TASK ITEM
From the listing below, pull each line that includes "ViewerConfig".

Segment Open

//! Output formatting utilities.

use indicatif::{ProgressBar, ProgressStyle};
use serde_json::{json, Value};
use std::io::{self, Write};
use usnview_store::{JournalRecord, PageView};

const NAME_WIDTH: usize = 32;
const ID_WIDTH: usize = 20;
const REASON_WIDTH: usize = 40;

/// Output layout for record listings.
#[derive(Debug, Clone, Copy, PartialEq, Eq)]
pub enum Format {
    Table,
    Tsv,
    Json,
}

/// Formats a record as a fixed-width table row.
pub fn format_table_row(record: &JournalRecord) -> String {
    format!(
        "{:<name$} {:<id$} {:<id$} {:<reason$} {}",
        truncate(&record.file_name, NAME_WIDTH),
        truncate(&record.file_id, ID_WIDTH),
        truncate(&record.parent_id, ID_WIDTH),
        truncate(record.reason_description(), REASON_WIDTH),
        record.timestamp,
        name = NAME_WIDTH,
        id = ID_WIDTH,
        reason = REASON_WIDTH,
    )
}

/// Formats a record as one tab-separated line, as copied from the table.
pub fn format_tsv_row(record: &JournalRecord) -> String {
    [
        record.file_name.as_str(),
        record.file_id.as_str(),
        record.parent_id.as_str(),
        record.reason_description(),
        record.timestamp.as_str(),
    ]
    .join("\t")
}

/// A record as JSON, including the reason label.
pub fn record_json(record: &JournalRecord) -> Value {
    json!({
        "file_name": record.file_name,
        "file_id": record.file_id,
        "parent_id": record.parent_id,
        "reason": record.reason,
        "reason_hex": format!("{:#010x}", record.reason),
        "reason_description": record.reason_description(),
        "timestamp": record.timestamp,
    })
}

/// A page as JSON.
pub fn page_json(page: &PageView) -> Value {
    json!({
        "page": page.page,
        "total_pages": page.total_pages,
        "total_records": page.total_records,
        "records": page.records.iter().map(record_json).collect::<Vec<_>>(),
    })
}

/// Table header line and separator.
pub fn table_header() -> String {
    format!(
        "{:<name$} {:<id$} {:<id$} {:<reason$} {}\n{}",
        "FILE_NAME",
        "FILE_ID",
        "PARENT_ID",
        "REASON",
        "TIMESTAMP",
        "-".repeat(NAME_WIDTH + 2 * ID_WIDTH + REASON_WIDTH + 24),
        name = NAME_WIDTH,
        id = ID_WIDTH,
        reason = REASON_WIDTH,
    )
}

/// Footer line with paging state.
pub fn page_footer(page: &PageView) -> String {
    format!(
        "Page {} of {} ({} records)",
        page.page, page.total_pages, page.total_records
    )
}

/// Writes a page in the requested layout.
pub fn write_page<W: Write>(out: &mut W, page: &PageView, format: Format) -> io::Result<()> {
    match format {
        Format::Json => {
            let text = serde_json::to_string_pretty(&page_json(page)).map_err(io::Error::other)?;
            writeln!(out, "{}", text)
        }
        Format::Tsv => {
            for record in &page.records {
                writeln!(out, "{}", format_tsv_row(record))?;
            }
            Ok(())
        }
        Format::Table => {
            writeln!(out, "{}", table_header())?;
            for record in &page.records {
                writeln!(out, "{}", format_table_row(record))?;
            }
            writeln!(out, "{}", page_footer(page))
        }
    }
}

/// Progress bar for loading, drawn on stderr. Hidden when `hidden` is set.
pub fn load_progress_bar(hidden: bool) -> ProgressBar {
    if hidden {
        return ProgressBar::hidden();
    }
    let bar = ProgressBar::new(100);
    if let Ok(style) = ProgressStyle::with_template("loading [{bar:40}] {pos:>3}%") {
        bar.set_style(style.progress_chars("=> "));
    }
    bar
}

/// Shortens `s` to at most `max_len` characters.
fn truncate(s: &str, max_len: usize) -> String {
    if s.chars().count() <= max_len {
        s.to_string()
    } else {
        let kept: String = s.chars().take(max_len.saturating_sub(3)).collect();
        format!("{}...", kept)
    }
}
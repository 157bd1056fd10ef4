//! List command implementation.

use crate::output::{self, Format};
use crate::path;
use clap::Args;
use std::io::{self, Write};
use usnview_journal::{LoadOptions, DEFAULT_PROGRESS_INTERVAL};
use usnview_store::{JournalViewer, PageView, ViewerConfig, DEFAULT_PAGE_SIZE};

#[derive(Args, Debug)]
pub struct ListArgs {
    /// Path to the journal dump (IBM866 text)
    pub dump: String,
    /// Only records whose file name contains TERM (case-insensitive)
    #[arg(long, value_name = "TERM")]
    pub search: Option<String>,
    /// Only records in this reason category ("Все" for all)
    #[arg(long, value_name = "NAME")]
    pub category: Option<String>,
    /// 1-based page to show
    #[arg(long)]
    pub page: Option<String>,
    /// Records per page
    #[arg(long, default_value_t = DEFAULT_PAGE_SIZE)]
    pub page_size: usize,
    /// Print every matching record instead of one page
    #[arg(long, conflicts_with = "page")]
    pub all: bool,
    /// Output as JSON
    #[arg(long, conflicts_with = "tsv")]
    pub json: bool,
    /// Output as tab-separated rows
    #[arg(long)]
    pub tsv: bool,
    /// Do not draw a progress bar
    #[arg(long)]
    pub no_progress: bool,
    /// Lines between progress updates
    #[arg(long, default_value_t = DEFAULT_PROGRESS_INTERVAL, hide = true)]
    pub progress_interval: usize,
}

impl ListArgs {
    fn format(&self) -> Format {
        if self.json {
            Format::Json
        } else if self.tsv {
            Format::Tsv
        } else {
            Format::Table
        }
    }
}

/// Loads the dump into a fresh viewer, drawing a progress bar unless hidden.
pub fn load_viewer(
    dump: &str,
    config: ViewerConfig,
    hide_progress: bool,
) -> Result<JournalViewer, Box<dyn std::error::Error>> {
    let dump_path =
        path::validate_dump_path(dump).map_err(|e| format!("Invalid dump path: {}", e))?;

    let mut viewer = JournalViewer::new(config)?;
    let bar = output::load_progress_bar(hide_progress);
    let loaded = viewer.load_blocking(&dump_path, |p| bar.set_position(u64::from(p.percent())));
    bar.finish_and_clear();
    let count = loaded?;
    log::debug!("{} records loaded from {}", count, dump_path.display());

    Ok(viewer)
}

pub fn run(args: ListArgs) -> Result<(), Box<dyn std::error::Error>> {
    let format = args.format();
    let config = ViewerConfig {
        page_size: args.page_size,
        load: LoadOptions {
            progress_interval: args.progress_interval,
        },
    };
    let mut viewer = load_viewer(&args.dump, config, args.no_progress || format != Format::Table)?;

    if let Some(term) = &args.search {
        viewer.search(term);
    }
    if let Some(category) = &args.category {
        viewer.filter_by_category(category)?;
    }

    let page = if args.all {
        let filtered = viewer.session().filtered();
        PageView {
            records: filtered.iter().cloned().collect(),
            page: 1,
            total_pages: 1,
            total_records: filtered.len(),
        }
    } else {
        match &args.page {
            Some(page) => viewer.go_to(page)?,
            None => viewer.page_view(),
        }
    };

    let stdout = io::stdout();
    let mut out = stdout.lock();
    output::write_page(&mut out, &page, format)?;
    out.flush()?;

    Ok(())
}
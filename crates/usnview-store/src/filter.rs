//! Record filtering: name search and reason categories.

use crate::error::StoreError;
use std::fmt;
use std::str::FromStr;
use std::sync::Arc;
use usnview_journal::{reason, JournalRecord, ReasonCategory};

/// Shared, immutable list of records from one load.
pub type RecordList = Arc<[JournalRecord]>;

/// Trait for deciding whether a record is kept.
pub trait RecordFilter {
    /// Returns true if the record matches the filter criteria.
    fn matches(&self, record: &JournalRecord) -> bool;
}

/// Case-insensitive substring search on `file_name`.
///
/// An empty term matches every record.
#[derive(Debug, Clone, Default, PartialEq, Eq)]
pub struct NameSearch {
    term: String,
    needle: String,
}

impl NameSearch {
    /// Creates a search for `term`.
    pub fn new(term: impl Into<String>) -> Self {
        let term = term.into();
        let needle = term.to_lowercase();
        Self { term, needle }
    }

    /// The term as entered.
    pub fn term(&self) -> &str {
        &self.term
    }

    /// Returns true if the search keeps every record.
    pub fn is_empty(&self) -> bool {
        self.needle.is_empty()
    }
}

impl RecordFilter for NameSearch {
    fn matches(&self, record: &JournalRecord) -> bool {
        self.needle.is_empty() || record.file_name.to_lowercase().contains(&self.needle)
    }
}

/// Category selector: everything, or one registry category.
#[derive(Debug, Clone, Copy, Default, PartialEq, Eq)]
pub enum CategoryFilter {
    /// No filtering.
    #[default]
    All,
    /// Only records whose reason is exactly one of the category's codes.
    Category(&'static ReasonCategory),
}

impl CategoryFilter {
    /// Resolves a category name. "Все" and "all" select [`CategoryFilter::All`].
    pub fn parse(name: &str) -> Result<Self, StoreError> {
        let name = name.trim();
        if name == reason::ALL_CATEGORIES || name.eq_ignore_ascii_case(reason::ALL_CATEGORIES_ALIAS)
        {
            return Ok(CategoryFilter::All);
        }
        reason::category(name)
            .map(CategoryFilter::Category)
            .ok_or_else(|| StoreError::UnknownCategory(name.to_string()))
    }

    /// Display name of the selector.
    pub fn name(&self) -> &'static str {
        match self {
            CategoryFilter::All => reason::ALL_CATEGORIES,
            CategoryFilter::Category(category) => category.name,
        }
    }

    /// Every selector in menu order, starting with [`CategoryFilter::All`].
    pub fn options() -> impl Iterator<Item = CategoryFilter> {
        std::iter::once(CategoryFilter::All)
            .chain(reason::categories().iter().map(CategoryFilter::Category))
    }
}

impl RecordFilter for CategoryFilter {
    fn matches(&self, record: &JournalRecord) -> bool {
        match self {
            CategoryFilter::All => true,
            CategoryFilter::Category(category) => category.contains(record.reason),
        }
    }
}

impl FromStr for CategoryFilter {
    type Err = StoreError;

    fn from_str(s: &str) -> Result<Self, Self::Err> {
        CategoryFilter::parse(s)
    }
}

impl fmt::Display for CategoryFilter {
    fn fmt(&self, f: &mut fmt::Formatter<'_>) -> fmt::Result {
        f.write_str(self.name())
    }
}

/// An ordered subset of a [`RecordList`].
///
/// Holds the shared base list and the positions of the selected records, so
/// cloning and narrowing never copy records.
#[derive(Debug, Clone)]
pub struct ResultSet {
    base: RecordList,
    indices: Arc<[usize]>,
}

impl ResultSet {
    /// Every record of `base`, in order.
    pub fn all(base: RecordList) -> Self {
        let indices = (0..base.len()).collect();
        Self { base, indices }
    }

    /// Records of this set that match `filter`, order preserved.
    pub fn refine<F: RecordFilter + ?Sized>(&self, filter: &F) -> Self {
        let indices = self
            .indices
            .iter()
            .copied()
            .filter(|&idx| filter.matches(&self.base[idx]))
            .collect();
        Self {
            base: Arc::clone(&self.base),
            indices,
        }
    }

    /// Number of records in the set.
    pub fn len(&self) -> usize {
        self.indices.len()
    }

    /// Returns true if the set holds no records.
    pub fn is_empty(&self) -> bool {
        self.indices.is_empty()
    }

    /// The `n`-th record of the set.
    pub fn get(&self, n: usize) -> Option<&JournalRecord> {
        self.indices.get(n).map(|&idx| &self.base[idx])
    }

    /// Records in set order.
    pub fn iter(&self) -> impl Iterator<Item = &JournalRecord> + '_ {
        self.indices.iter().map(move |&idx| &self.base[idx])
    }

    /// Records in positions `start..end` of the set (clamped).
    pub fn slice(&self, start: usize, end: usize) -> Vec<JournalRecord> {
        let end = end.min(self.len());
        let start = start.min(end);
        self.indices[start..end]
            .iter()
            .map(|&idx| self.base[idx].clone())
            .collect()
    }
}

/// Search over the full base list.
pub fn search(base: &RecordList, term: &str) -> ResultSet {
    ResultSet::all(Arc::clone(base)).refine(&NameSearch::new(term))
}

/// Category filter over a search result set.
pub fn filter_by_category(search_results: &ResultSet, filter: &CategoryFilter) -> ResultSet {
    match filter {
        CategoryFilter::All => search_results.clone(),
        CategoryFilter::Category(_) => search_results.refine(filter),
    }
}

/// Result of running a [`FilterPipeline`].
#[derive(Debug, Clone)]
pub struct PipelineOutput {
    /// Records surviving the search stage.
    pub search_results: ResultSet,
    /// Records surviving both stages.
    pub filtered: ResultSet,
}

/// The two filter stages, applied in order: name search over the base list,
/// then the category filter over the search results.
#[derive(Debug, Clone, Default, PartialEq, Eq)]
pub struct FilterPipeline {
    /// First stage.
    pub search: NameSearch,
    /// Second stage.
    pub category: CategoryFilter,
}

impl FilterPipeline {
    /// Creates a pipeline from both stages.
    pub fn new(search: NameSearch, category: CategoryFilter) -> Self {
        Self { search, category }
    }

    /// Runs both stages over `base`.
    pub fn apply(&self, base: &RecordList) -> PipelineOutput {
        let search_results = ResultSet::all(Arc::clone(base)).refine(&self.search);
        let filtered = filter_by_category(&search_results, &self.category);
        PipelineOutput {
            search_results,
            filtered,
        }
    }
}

Segment Closed

WRITTEN REPLY
use usnview_store::{JournalViewer, PageView, ViewerConfig, DEFAULT_PAGE_SIZE};
    config: ViewerConfig,
    let config = ViewerConfig {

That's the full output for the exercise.